Data in this exercise:
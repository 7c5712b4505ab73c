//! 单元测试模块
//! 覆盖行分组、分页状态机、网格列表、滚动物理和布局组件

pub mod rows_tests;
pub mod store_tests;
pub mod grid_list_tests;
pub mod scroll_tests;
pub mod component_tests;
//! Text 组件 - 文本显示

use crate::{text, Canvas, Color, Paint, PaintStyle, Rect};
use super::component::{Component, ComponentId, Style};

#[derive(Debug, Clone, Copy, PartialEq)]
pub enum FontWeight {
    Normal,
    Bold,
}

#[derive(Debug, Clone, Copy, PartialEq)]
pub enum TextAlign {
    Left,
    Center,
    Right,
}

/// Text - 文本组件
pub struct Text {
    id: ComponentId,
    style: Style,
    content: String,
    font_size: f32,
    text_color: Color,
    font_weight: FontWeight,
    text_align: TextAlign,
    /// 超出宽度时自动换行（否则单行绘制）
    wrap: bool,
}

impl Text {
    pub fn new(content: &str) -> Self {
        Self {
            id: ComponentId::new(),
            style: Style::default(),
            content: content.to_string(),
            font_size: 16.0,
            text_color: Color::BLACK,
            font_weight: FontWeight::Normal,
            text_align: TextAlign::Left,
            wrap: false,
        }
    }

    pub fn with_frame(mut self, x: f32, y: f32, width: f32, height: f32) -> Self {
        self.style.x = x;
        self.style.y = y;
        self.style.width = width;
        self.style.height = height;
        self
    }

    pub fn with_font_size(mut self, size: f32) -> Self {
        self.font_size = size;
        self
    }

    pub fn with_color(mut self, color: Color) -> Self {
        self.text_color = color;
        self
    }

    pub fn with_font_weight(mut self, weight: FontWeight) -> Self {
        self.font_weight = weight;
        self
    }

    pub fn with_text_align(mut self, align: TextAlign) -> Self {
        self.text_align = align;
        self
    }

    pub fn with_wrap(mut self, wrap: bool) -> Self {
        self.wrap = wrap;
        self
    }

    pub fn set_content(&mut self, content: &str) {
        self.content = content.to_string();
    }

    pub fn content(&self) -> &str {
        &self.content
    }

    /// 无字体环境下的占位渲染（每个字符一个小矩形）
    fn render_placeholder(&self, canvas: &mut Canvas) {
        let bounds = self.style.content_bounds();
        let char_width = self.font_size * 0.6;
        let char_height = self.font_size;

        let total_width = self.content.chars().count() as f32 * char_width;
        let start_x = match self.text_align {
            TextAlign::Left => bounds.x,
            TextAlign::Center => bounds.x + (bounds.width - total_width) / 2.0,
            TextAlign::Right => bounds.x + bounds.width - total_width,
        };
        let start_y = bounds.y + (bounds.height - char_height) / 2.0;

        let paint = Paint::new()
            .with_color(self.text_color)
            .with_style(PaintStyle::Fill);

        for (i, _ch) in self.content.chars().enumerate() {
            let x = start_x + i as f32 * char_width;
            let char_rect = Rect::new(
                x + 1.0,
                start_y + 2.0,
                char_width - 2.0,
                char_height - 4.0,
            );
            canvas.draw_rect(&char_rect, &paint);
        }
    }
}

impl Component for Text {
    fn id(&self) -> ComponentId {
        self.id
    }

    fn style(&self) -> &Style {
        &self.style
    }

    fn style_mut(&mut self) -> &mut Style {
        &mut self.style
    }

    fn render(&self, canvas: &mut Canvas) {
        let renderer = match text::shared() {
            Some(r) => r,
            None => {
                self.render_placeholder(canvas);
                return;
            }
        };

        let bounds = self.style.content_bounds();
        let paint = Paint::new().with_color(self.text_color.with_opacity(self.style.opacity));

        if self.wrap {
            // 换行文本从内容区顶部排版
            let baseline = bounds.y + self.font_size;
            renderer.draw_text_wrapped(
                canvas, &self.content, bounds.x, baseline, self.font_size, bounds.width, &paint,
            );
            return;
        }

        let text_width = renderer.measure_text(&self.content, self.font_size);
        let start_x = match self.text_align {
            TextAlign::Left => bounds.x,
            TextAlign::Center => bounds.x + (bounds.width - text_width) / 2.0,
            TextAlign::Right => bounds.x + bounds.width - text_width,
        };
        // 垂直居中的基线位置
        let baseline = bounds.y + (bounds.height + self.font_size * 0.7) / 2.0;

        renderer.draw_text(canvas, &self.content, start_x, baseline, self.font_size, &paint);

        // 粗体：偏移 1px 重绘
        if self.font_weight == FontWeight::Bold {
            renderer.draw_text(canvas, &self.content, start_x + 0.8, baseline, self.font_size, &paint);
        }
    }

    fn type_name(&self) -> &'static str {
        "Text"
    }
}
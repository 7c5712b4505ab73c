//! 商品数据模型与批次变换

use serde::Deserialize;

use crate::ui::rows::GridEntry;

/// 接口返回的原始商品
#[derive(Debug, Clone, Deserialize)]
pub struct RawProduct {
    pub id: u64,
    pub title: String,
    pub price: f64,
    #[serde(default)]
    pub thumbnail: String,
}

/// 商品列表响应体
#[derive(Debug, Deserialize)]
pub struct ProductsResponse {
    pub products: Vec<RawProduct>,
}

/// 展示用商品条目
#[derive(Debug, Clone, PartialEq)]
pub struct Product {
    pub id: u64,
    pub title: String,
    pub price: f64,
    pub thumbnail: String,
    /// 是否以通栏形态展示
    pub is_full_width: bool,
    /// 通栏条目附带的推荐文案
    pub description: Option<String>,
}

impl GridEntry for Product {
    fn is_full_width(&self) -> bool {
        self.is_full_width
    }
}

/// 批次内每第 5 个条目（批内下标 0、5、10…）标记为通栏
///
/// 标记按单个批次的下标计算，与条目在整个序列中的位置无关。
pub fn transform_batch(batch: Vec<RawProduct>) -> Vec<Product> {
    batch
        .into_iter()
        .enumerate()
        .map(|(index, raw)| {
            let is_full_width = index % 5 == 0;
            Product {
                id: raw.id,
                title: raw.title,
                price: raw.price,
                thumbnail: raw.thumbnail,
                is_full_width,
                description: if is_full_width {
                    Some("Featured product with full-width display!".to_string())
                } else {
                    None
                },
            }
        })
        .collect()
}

Task description: Only the number of lines in the data that hold "Deserialize" should be stated.

Answer space: 3